(Excerpts from a dataset)
- Opening Delimiter -

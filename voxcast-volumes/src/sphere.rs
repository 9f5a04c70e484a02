//! Sphere volume

use voxcast_core::{Bounds, Point3d, Vector3d};

/// A solid ball given by center and radius.
///
/// Membership is strict, so points exactly on the surface are outside, and is
/// decided on squared distances to avoid the square root.
#[derive(Debug, Clone, Copy, PartialEq)]
pub struct Sphere {
    pub center: Point3d,
    pub radius: f64,
}

impl Sphere {
    /// Create a sphere from center and radius
    pub fn new(center: Point3d, radius: f64) -> Self {
        Self { center, radius }
    }

    /// Whether `point` lies strictly inside the surface.
    pub fn contains(&self, point: &Point3d) -> bool {
        (point - self.center).norm_squared() < self.radius * self.radius
    }

    /// The cube `center ± radius`, widened to integer corners.
    pub fn bounds(&self) -> Bounds {
        let extent = Vector3d::repeat(self.radius);
        Bounds::new(self.center - extent, self.center + extent).snapped()
    }

    /// A copy of this sphere moved by `offset`.
    pub fn shifted(&self, offset: &Vector3d) -> Sphere {
        Sphere::new(self.center + offset, self.radius)
    }
}
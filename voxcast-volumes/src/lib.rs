//! # Voxcast Volumes
//!
//! Implicit volume shapes and the lattice sampler.
//!
//! This crate provides the closed set of volume shapes (boxes, spheres,
//! half-spaces and swept parametric paths), the bounded scalar minimizer the
//! swept paths are built on, and the sampler that rasterizes any volume onto
//! the 3D integer lattice.

pub mod cuboid;
pub mod cylinder;
pub mod half_space;
pub mod minimize;
pub mod path;
pub mod polyhedron;
pub mod sphere;
pub mod volume;

// Re-export commonly used items
pub use cuboid::*;
pub use cylinder::*;
pub use half_space::*;
pub use minimize::*;
pub use path::*;
pub use polyhedron::*;
pub use sphere::*;
pub use volume::*;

- Closing Delimiter -

Up to and including the line with "the lattice sampler.", write out the records above exactly, starting from their first line.

§ **Written answer**:
filename voxcast-volumes/src/sphere.rs
repository 9f5a04c70e484a02
//! Sphere volume

use voxcast_core::{Bounds, Point3d, Vector3d};

/// A solid ball given by center and radius.
///
/// Membership is strict, so points exactly on the surface are outside, and is
/// decided on squared distances to avoid the square root.
#[derive(Debug, Clone, Copy, PartialEq)]
pub struct Sphere {
    pub center: Point3d,
    pub radius: f64,
}

impl Sphere {
    /// Create a sphere from center and radius
    pub fn new(center: Point3d, radius: f64) -> Self {
        Self { center, radius }
    }

    /// Whether `point` lies strictly inside the surface.
    pub fn contains(&self, point: &Point3d) -> bool {
        (point - self.center).norm_squared() < self.radius * self.radius
    }

    /// The cube `center ± radius`, widened to integer corners.
    pub fn bounds(&self) -> Bounds {
        let extent = Vector3d::repeat(self.radius);
        Bounds::new(self.center - extent, self.center + extent).snapped()
    }

    /// A copy of this sphere moved by `offset`.
    pub fn shifted(&self, offset: &Vector3d) -> Sphere {
        Sphere::new(self.center + offset, self.radius)
    }
}
filename voxcast-volumes/src/lib.rs
//! # Voxcast Volumes
//!
//! Implicit volume shapes and the lattice sampler.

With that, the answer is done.